Start of Input data

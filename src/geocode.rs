//! Place-to-coordinates lookup through a Nominatim-compatible search API.
//!
//! A search with no hits is a normal outcome: it is logged as a warning and
//! the post simply goes out without coordinates. Network failures, timeouts
//! and garbled responses are errors.

use crate::config::GeocoderConfig;
use crate::error::{Error, Result};
use crate::models::GeoPoint;
use reqwest::{Client, Request};
use serde_json::Value;
use std::time::{Duration, Instant};
use tracing::{info, instrument, warn};

/// Resolve free text to coordinates.
pub trait Geocode {
    async fn geocode(&self, query: &str) -> Result<Option<GeoPoint>>;
}

/// Client for the Nominatim `/search` endpoint.
#[derive(Debug, Clone)]
pub struct Nominatim {
    client: Client,
    endpoint: String,
    timeout: Duration,
}

impl Nominatim {
    pub fn new(client: Client, config: &GeocoderConfig) -> Self {
        Self {
            client,
            endpoint: config.endpoint.clone(),
            timeout: Duration::from_secs(config.timeout_secs),
        }
    }

    /// The search request for `query`: first hit only, JSON, bounded by the
    /// configured timeout.
    pub fn search_request(&self, query: &str) -> Result<Request> {
        let request = self
            .client
            .get(&self.endpoint)
            .query(&[("format", "json"), ("limit", "1"), ("q", query)])
            .timeout(self.timeout)
            .build()?;
        Ok(request)
    }
}

impl Geocode for Nominatim {
    #[instrument(level = "info", skip(self))]
    async fn geocode(&self, query: &str) -> Result<Option<GeoPoint>> {
        let t0 = Instant::now();
        let request = self.search_request(query)?;
        let body = self
            .client
            .execute(request)
            .await?
            .error_for_status()?
            .bytes()
            .await?;
        let point = resolve(query, &body)?;
        if let Some(point) = point {
            info!(
                %point,
                elapsed_ms = t0.elapsed().as_millis() as u64,
                "Geocoded place"
            );
        }
        Ok(point)
    }
}

/// Pull the first hit's coordinates out of a search response body.
pub fn resolve(query: &str, body: &[u8]) -> Result<Option<GeoPoint>> {
    let results: Vec<Value> = serde_json::from_slice(body)?;
    let first = results.first();
    let lat = first.and_then(|r| r.get("lat"));
    let lon = first.and_then(|r| r.get("lon"));

    match (lat, lon) {
        (Some(lat), Some(lon)) => Ok(Some(GeoPoint {
            lat: coordinate(lat)?,
            lng: coordinate(lon)?,
        })),
        _ => {
            warn!(query, "Geocoder returned no results");
            Ok(None)
        }
    }
}

// Nominatim sends coordinates as strings; accept bare numbers too.
fn coordinate(value: &Value) -> Result<f64> {
    let parsed = match value {
        Value::String(s) => s.trim().parse().ok(),
        Value::Number(n) => n.as_f64(),
        _ => None,
    };
    parsed.ok_or_else(|| Error::Coordinate {
        value: value.to_string(),
    })
}
//! Publishing seam between the pipeline and the social feed.
//!
//! The pipeline hands a [`Post`] to anything implementing [`Publish`]; the
//! production implementation is [`crate::twitter::TwitterClient`]. Publishing
//! never retries: a failed post is reported back and the pipeline moves on.

use crate::error::Result;
use crate::models::GeoPoint;
use std::path::Path;

/// One status update: text, an image on disk, and optionally where it's from.
#[derive(Debug, Clone, Copy)]
pub struct Post<'a> {
    pub status: &'a str,
    pub media: &'a Path,
    /// When present the post is geotagged and the coordinates shown.
    pub coordinates: Option<GeoPoint>,
}

/// A feed that accepts status updates with media.
pub trait Publish {
    async fn publish(&self, post: &Post<'_>) -> Result<()>;
}
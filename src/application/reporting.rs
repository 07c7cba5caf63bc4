use serde::{Deserialize, Serialize};

use crate::domain::{Cents, Totals, Transaction, TransactionType, compute_totals};

/// Balance summary shown alongside the transaction list: total income,
/// total expenses and net balance, plus how many entries fed each total.
#[derive(Debug, Clone, PartialEq, Eq, Serialize, Deserialize)]
pub struct SummaryReport {
    pub total_income: Cents,
    pub total_expense: Cents,
    pub net: Cents,
    pub income_count: usize,
    pub expense_count: usize,
}

impl SummaryReport {
    pub fn from_transactions(transactions: &[Transaction]) -> Self {
        let Totals {
            income,
            expense,
            net,
        } = compute_totals(transactions);

        let income_count = transactions
            .iter()
            .filter(|t| t.transaction_type == TransactionType::Income)
            .count();

        Self {
            total_income: income,
            total_expense: expense,
            net,
            income_count,
            expense_count: transactions.len() - income_count,
        }
    }

    pub fn transaction_count(&self) -> usize {
        self.income_count + self.expense_count
    }

    pub fn totals(&self) -> Totals {
        Totals {
            income: self.total_income,
            expense: self.total_expense,
            net: self.net,
        }
    }
}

End of Input data

*Exercise prompt*
The required output is the complete set of records, reproduced exactly.

*Response to this task*
filename src/geocode.rs
//! Place-to-coordinates lookup through a Nominatim-compatible search API.
//!
//! A search with no hits is a normal outcome: it is logged as a warning and
//! the post simply goes out without coordinates. Network failures, timeouts
//! and garbled responses are errors.

use crate::config::GeocoderConfig;
use crate::error::{Error, Result};
use crate::models::GeoPoint;
use reqwest::{Client, Request};
use serde_json::Value;
use std::time::{Duration, Instant};
use tracing::{info, instrument, warn};

/// Resolve free text to coordinates.
pub trait Geocode {
    async fn geocode(&self, query: &str) -> Result<Option<GeoPoint>>;
}

/// Client for the Nominatim `/search` endpoint.
#[derive(Debug, Clone)]
pub struct Nominatim {
    client: Client,
    endpoint: String,
    timeout: Duration,
}

impl Nominatim {
    pub fn new(client: Client, config: &GeocoderConfig) -> Self {
        Self {
            client,
            endpoint: config.endpoint.clone(),
            timeout: Duration::from_secs(config.timeout_secs),
        }
    }

    /// The search request for `query`: first hit only, JSON, bounded by the
    /// configured timeout.
    pub fn search_request(&self, query: &str) -> Result<Request> {
        let request = self
            .client
            .get(&self.endpoint)
            .query(&[("format", "json"), ("limit", "1"), ("q", query)])
            .timeout(self.timeout)
            .build()?;
        Ok(request)
    }
}

impl Geocode for Nominatim {
    #[instrument(level = "info", skip(self))]
    async fn geocode(&self, query: &str) -> Result<Option<GeoPoint>> {
        let t0 = Instant::now();
        let request = self.search_request(query)?;
        let body = self
            .client
            .execute(request)
            .await?
            .error_for_status()?
            .bytes()
            .await?;
        let point = resolve(query, &body)?;
        if let Some(point) = point {
            info!(
                %point,
                elapsed_ms = t0.elapsed().as_millis() as u64,
                "Geocoded place"
            );
        }
        Ok(point)
    }
}

/// Pull the first hit's coordinates out of a search response body.
pub fn resolve(query: &str, body: &[u8]) -> Result<Option<GeoPoint>> {
    let results: Vec<Value> = serde_json::from_slice(body)?;
    let first = results.first();
    let lat = first.and_then(|r| r.get("lat"));
    let lon = first.and_then(|r| r.get("lon"));

    match (lat, lon) {
        (Some(lat), Some(lon)) => Ok(Some(GeoPoint {
            lat: coordinate(lat)?,
            lng: coordinate(lon)?,
        })),
        _ => {
            warn!(query, "Geocoder returned no results");
            Ok(None)
        }
    }
}

// Nominatim sends coordinates as strings; accept bare numbers too.
fn coordinate(value: &Value) -> Result<f64> {
    let parsed = match value {
        Value::String(s) => s.trim().parse().ok(),
        Value::Number(n) => n.as_f64(),
        _ => None,
    };
    parsed.ok_or_else(|| Error::Coordinate {
        value: value.to_string(),
    })
}
//! Publishing seam between the pipeline and the social feed.
//!
//! The pipeline hands a [`Post`] to anything implementing [`Publish`]; the
//! production implementation is [`crate::twitter::TwitterClient`]. Publishing
//! never retries: a failed post is reported back and the pipeline moves on.

use crate::error::Result;
use crate::models::GeoPoint;
use std::path::Path;

/// One status update: text, an image on disk, and optionally where it's from.
#[derive(Debug, Clone, Copy)]
pub struct Post<'a> {
    pub status: &'a str,
    pub media: &'a Path,
    /// When present the post is geotagged and the coordinates shown.
    pub coordinates: Option<GeoPoint>,
}

/// A feed that accepts status updates with media.
pub trait Publish {
    async fn publish(&self, post: &Post<'_>) -> Result<()>;
}
filename src/application/reporting.rs
repository 07c7cba5caf63bc4
use serde::{Deserialize, Serialize};

use crate::domain::{Cents, Totals, Transaction, TransactionType, compute_totals};

/// Balance summary shown alongside the transaction list: total income,
/// total expenses and net balance, plus how many entries fed each total.
#[derive(Debug, Clone, PartialEq, Eq, Serialize, Deserialize)]
pub struct SummaryReport {
    pub total_income: Cents,
    pub total_expense: Cents,
    pub net: Cents,
    pub income_count: usize,
    pub expense_count: usize,
}

impl SummaryReport {
    pub fn from_transactions(transactions: &[Transaction]) -> Self {
        let Totals {
            income,
            expense,
            net,
        } = compute_totals(transactions);

        let income_count = transactions
            .iter()
            .filter(|t| t.transaction_type == TransactionType::Income)
            .count();

        Self {
            total_income: income,
            total_expense: expense,
            net,
            income_count,
            expense_count: transactions.len() - income_count,
        }
    }

    pub fn transaction_count(&self) -> usize {
        self.income_count + self.expense_count
    }

    pub fn totals(&self) -> Totals {
        Totals {
            income: self.total_income,
            expense: self.total_expense,
            net: self.net,
        }
    }
}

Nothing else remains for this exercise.